::: Source material
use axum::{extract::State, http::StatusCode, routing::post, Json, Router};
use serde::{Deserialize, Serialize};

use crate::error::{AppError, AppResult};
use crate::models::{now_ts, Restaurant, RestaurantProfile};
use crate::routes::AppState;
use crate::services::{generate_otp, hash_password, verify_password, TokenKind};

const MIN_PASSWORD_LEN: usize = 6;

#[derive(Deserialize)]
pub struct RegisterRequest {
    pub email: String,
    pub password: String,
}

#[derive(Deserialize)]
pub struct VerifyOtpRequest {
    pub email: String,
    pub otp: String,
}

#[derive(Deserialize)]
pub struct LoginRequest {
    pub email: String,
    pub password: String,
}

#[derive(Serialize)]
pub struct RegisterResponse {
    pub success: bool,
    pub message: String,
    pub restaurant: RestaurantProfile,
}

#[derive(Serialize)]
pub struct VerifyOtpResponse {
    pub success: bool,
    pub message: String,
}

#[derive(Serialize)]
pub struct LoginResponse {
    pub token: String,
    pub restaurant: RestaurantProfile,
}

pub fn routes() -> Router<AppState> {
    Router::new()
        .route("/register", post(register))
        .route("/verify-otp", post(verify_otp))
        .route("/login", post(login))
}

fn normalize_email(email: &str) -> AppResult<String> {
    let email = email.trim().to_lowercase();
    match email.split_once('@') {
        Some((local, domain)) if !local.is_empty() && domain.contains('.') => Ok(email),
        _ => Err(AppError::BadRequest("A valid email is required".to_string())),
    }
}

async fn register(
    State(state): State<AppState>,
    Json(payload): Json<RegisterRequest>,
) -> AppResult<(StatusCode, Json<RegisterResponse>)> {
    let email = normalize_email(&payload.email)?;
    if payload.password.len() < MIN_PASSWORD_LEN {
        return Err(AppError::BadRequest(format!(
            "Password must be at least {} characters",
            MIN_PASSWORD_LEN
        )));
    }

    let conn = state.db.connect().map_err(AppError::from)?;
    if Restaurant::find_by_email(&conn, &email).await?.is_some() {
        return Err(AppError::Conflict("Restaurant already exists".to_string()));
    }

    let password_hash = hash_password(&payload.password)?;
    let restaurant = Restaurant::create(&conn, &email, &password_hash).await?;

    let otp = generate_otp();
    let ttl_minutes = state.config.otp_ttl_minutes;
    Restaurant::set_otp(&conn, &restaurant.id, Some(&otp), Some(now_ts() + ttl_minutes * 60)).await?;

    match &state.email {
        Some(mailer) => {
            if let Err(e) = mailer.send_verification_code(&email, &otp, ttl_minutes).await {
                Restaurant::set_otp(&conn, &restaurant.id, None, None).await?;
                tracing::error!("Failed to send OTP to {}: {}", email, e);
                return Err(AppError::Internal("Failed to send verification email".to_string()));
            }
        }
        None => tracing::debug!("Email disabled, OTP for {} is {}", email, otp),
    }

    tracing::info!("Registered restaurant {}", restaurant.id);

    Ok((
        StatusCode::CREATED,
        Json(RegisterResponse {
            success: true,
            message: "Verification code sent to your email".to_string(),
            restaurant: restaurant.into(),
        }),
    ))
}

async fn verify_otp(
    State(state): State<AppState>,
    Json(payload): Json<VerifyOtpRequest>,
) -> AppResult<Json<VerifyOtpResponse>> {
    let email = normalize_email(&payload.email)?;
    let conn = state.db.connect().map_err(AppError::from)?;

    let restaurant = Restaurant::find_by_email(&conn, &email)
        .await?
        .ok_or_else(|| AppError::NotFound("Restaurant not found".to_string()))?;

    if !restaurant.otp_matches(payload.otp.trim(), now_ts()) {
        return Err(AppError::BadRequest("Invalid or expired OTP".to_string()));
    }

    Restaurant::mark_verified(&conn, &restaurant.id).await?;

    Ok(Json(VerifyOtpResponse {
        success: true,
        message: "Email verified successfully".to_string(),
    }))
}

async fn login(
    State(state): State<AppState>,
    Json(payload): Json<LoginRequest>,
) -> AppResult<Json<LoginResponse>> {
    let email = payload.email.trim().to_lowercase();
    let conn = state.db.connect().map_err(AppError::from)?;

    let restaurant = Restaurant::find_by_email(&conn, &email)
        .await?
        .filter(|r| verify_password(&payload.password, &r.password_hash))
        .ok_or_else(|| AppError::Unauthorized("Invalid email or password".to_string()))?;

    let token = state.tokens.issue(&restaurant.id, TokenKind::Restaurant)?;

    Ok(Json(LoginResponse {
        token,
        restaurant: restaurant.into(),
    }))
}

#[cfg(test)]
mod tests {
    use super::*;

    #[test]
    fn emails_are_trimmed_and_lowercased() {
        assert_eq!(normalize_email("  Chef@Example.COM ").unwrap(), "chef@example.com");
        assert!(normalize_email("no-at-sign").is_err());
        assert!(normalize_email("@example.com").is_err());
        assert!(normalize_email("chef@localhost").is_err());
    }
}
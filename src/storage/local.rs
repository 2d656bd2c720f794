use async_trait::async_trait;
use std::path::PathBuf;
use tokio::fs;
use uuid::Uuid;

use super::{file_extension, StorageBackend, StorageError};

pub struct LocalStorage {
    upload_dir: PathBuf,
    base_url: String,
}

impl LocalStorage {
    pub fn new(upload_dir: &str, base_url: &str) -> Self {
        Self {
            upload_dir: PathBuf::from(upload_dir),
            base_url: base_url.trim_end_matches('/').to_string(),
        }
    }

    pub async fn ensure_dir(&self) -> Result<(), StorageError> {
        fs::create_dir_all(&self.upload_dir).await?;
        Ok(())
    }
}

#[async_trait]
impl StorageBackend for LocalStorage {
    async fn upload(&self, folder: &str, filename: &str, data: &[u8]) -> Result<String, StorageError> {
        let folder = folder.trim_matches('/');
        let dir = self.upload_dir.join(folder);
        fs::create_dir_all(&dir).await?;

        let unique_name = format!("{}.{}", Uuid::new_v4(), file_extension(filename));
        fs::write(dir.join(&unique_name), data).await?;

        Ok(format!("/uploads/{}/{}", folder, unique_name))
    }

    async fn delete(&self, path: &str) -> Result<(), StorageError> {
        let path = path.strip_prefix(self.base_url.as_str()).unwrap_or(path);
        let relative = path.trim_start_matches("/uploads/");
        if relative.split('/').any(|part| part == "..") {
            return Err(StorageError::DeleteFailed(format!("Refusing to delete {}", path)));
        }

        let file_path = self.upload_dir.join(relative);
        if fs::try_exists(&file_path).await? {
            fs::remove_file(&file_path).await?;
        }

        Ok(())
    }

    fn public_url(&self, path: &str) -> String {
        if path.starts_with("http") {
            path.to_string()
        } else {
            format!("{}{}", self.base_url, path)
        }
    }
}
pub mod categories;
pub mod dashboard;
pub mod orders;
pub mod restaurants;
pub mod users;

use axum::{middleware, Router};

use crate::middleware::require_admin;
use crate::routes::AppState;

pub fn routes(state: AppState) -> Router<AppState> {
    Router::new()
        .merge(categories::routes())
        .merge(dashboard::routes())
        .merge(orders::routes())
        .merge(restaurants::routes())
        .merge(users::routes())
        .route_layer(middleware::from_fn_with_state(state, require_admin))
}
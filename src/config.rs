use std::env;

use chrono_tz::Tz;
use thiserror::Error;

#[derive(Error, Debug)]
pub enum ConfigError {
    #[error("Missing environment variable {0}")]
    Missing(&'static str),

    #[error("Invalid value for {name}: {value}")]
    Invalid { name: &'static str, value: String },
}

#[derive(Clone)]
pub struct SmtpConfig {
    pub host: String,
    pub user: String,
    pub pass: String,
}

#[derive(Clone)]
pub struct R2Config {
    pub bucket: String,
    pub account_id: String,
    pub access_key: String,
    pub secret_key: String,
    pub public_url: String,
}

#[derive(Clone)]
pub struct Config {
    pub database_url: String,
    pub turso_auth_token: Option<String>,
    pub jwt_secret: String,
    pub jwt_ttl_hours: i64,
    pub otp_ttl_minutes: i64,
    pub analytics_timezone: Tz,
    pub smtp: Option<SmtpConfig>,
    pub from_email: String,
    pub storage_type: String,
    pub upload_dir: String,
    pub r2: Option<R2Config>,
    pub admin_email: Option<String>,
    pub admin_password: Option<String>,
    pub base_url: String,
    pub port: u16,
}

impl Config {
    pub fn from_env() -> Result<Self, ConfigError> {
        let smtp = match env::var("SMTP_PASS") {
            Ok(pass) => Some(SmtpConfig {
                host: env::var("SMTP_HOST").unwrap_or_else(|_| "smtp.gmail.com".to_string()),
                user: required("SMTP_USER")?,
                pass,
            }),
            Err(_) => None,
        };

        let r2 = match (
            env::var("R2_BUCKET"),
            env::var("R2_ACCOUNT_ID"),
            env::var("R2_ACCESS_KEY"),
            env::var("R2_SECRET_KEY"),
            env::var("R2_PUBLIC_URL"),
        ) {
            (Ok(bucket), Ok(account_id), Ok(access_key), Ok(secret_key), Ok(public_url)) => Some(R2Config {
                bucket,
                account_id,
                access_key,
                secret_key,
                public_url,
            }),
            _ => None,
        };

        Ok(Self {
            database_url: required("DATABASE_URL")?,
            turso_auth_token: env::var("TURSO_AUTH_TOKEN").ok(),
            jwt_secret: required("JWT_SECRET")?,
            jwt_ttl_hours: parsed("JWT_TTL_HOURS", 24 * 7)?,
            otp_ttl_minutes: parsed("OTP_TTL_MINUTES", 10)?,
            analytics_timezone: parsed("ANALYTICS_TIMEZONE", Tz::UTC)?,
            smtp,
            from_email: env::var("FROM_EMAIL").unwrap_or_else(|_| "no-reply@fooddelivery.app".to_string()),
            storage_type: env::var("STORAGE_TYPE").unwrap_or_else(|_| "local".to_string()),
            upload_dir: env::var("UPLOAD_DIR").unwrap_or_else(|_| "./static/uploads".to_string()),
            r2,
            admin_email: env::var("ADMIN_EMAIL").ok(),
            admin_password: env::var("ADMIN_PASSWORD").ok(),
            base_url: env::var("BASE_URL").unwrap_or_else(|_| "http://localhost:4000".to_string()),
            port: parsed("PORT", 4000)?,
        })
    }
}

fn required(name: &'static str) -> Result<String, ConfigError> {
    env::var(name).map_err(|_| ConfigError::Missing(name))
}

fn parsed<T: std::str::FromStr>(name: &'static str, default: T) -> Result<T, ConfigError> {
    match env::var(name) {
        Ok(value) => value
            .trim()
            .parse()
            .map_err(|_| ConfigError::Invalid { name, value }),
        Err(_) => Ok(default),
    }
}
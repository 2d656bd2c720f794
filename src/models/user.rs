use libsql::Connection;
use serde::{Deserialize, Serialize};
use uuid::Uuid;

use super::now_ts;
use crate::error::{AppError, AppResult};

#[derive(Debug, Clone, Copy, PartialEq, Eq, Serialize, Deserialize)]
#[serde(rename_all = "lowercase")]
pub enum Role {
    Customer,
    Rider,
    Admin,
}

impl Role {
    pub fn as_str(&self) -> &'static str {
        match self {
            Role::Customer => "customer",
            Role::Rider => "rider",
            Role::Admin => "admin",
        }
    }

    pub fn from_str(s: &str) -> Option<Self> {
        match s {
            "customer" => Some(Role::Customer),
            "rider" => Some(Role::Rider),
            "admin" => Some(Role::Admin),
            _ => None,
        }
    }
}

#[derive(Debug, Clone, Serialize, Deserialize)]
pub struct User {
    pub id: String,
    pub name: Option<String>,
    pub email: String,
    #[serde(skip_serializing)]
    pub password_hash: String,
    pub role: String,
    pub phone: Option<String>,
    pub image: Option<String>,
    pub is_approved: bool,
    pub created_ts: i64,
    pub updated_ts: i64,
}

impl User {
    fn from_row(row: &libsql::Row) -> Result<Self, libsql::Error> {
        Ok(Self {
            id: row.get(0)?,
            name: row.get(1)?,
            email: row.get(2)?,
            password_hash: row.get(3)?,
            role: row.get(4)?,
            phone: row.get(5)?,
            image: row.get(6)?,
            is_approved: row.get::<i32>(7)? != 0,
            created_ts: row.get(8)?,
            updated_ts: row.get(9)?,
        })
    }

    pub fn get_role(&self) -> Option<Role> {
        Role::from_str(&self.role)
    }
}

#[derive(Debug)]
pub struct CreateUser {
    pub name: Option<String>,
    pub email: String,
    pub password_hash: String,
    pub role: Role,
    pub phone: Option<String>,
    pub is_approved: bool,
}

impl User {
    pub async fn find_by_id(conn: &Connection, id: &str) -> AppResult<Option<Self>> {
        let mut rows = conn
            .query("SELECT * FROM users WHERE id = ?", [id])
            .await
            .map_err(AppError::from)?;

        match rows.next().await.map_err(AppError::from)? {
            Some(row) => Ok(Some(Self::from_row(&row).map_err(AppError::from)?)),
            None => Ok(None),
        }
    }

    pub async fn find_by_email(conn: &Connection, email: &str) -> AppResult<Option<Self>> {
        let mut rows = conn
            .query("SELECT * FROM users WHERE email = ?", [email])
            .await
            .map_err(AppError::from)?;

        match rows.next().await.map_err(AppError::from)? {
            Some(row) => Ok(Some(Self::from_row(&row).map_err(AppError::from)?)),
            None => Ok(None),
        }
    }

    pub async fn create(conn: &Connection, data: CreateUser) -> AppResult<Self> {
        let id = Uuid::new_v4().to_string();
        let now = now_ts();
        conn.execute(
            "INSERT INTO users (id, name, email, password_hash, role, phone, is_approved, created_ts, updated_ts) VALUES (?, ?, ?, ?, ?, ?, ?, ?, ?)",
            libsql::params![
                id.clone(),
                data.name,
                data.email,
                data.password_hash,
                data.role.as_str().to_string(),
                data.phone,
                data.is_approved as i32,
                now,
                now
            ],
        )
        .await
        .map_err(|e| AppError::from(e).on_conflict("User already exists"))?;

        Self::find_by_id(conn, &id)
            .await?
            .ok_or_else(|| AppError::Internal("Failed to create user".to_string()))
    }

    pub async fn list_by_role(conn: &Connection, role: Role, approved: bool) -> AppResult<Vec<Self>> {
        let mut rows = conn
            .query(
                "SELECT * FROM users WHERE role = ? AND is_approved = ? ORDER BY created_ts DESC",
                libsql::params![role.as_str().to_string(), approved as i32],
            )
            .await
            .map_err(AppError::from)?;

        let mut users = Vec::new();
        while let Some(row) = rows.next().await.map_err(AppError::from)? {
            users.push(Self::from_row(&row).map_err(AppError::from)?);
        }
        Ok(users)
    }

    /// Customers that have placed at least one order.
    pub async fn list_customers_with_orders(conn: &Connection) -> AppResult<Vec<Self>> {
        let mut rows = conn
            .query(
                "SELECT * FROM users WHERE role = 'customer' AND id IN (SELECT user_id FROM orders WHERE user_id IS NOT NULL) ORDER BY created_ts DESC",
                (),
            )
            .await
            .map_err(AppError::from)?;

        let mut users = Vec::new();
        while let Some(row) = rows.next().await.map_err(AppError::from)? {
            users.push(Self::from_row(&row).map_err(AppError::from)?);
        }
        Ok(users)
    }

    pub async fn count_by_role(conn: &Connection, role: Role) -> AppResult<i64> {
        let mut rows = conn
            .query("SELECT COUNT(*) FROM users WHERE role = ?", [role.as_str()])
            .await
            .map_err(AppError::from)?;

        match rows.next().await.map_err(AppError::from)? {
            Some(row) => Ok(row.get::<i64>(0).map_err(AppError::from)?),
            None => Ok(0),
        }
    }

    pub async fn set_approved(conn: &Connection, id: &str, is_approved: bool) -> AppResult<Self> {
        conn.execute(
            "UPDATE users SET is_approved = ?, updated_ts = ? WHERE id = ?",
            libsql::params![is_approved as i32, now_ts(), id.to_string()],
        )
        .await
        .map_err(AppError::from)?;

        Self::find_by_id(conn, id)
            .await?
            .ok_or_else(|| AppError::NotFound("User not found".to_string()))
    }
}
::::::
• **Problem to solve**
Locate the word "VerifyOtpRequest" in the records above, and return each line that has it.

• **Answer space**
pub struct VerifyOtpRequest {
    Json(payload): Json<VerifyOtpRequest>,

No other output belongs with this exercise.